Interplanet? Then it wasn't the hospital or the police. What could I. P. want of him?

"No doubt the test you took was somewhat of a shock. Don't blame the psych examiner for the conclusions he formed—he can't be expected to know more than the leading psychologists. You're probably curious as to what this test has to do with you and Interplanet. We hope so—we want you to keep on listening.

"The test proved you're no longer a competent pilot—but it also indicated something much bigger. Dan, you are the answer to a problem that has been bothering us for generations. Before the accident, you knew nothing of music or any life science, your math was adequate but not deep, you often felt awkward in the presence of others when you had no need to and you lacked confidence in your physical ability.

"Suddenly, you gained something of each and, when we contacted your doctors, we were able to surmise how it happened. Now you ask—what good does this do you and what is the problem to which this is the answer?

"Simply this—specialization. You know what constitutes a rocket crew—pilot, radio man, engineer and several lesser technicians, each of whom knows only his own job. Although you'll never sit at the controls again—through you, we can help others."

The announcer lowered his voice now. "You can unlock specialization for us. In the future, each man will concentrate on what particular aptitudes he has, then share it, via surgery, with others whose knowledge complements his own. To do this, we need to study you further and, of course, we'll pay you well for the opportunity. In addition, you'll still get your compensation. Please come and talk it over with us.

"Frankly, we're a little worried about what you may be thinking. If you have any thoughts of self-destruction because of what must seem a strange condition, put them aside. You're much saner than the average man."


Merrol listened, smiling at the remark.
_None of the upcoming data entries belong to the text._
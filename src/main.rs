//! ==============================================================================
//! main.rs - airplug command line entry point
//! ==============================================================================
//!
//! purpose:
//!     the dashboard's view layer. each subcommand performs one user action
//!     against the backend and renders the result in the terminal.
//!
//! responsibilities:
//!     - load configuration (airplug.toml, flags, env)
//!     - set up logging (stderr, RUST_LOG or config level)
//!     - restore the session credential from the session file
//!     - build the request pipeline once, with the "session expired" notice
//!       as its unauthorized callback
//!     - run the command; report failures as one line and exit non-zero
//!
//! relationships:
//!     - uses: cli.rs (argument parsing), view.rs (tables)
//!     - uses: airplug::{AuthClient, ApiClient, RequestPipeline, TokenStore}
//!
//! flow:
//!
//!     ┌──────────┐   ┌───────────┐   ┌──────────────────┐   ┌───────────┐
//!     │ command  │──►│ ApiClient │──►│ RequestPipeline  │──►│  backend  │
//!     └──────────┘   └───────────┘   │ bearer │ 401 →   │   └───────────┘
//!          ▲                         │ clear + notify   │
//!          └──── table / error ──────┴──────────────────┘
//!
//! ==============================================================================

mod cli;
mod view;

use anyhow::{bail, Context, Result};
use clap::Parser;
use std::path::PathBuf;
use std::process::ExitCode;
use std::sync::Arc;
use tracing_subscriber::EnvFilter;

use airplug::{ApiClient, AuthClient, DashboardConfig, RequestPipeline, TokenStore, UnauthorizedCallback};
use cli::{Cli, Command};

const SESSION_EXPIRED: &str = "session expired, please run `airplug login` again";

#[tokio::main]
async fn main() -> ExitCode {
    install_panic_hook();
    let cli = Cli::parse();

    match run(cli).await {
        Ok(()) => ExitCode::SUCCESS,
        Err(e) => {
            // the unauthorized callback already told the user what to do
            if !is_unauthorized(&e) {
                eprintln!("error: {:#}", e);
            }
            ExitCode::FAILURE
        }
    }
}

async fn run(cli: Cli) -> Result<()> {
    // step 1: configuration
    let loaded = DashboardConfig::load_or_default(cli.config.as_deref())?;
    let mut config = loaded.config;
    cli.apply_to(&mut config);

    // step 2: logging
    init_tracing(&config.logging.level);
    match &loaded.source {
        Some(path) => tracing::debug!("loaded config from {}", path.display()),
        None => tracing::debug!("no config file found, using defaults"),
    }
    for warning in &loaded.warnings {
        tracing::warn!("{}", warning);
    }

    // step 3: session
    let tokens = TokenStore::persistent(&config.session.token_file);

    // step 4: the action
    match cli.command {
        Command::Config => {
            config.print_summary();
        }
        Command::Login { email, password } => {
            if config.auth.client_id.is_empty() {
                bail!("no Cognito app client configured; set auth.client_id or COGNITO_CLIENT_ID");
            }
            let auth = AuthClient::from_config(&config.auth)?;
            auth.sign_in(&tokens, &email, &password).await?;
            if let Some(path) = tokens.session_file() {
                tracing::debug!(path = %path.display(), "session saved");
            }
            println!("Signed in as {}.", email);
        }
        Command::Logout => {
            let had_session = tokens.has_token();
            AuthClient::sign_out(&tokens);
            println!("{}", if had_session { "Signed out." } else { "Not signed in." });
        }
        Command::Plugs => {
            let api = connect(&config, tokens)?;
            let plugs = api.list_plugs().await.context("failed to load plugs")?;
            print!("{}", view::plugs(&plugs));
        }
        Command::Sensors { user } => {
            let api = connect(&config, tokens)?;
            let user = user.unwrap_or_else(|| config.user.id.clone());
            let sensors = api.list_sensors(&user).await.context("failed to load sensors")?;
            print!("{}", view::sensors(&sensors));
        }
        Command::Mappings { user } => {
            let api = connect(&config, tokens)?;
            let user = user.unwrap_or_else(|| config.user.id.clone());
            let mappings = api.list_mappings(&user).await.context("failed to load mappings")?;
            print!("{}", view::mappings(&mappings));
        }
        Command::Map { sensor, plug, disabled, user } => {
            let api = connect(&config, tokens)?;
            let user = user.unwrap_or_else(|| config.user.id.clone());
            api.upsert_mapping(&user, &sensor, &plug, !disabled)
                .await
                .context("failed to save mapping")?;
            println!("Mapped {} -> {} (automation {}).", sensor, plug, if disabled { "off" } else { "on" });
        }
        Command::Unmap { sensor } => {
            let api = connect(&config, tokens)?;
            api.delete_mapping(&sensor).await.context("failed to delete mapping")?;
            println!("Removed mapping for {}.", sensor);
        }
        Command::Toggle { sensor, user } => {
            let api = connect(&config, tokens)?;
            let user = user.unwrap_or_else(|| config.user.id.clone());
            let mappings = api.list_mappings(&user).await.context("failed to load mappings")?;
            let Some(mapping) = mappings.iter().find(|m| m.sensor_mac == sensor) else {
                bail!("no mapping for sensor {}", sensor);
            };
            api.toggle_mapping(&user, mapping).await.context("failed to toggle mapping")?;
            println!(
                "Automation for {} is now {}.",
                sensor,
                if mapping.enabled { "off" } else { "on" }
            );
        }
        Command::Download { sensor, start, end, out } => {
            let api = connect(&config, tokens)?;
            let export = api
                .download_csv(&sensor, &start, &end)
                .await
                .context("failed to download csv")?;
            let path = out.unwrap_or_else(|| PathBuf::from(&export.filename));
            tokio::fs::write(&path, &export.content)
                .await
                .with_context(|| format!("failed to write {}", path.display()))?;
            println!("Saved {} bytes to {}.", export.content.len(), path.display());
        }
    }
    Ok(())
}

/// build the pipeline once; everything backend-bound goes through it
fn connect(config: &DashboardConfig, tokens: TokenStore) -> Result<ApiClient> {
    if !tokens.has_token() {
        tracing::warn!("not signed in, sending request without a credential");
    }
    let notice: UnauthorizedCallback = Arc::new(|| eprintln!("{}", SESSION_EXPIRED));
    let pipeline = RequestPipeline::builder(config.api.base_url.clone(), tokens)
        .on_unauthorized(notice)
        .build()
        .with_context(|| format!("invalid backend url {:?}", config.api.base_url))?;
    Ok(ApiClient::new(Arc::new(pipeline)))
}

fn is_unauthorized(e: &anyhow::Error) -> bool {
    e.chain()
        .any(|cause| cause.downcast_ref::<airplug::Error>().is_some_and(airplug::Error::is_unauthorized))
}

fn init_tracing(level: &str) {
    let filter = EnvFilter::try_from_default_env().unwrap_or_else(|_| EnvFilter::new(level));
    tracing_subscriber::fmt()
        .with_env_filter(filter)
        .with_writer(std::io::stderr)
        .with_target(false)
        .init();
}

/// last-resort boundary: a panic still ends with a readable way out
fn install_panic_hook() {
    let default_hook = std::panic::take_hook();
    std::panic::set_hook(Box::new(move |info| {
        eprintln!("airplug hit an unexpected problem and stopped: {}", info);
        eprintln!("re-run the command to retry; if it keeps failing, `airplug logout` and sign in again");
        if std::env::var_os("RUST_BACKTRACE").is_some() {
            default_hook(info);
        }
    }));
}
No matter what they thought, he couldn't seriously contemplate suicide. There were too many others to dissuade him.

Nevertheless, it was hard to understand and accept the sudden change of his status. He had formerly been a mere employee, but now....

The announcer hadn't finished. "In the beginning, Dan, I said you had done everything right, whether you knew it or not. After we learned what we did from your test, we checked through our files and found that we had a few other accident cases on record in which part of the brain had been replaced. In each case there was a faint trace of another personality, which we could detect when we knew what to look for. We rechecked each person we could locate. Unfortunately, the latent personalities and their share of knowledge had been submerged beyond recovery by the rigorous psychotherapy the accident victim had undergone after surgery."


The imaginary Wysocki's theorem of self-therapy. He never knew of anyone by that name, nor had he got it from one of the other five. But, however nonsensically he had invented it to express the needs he felt at the time, it was, in fact, not nonsense. When it came to that, who knew anything about six minds packaged together—and what could have been done to him in ignorance?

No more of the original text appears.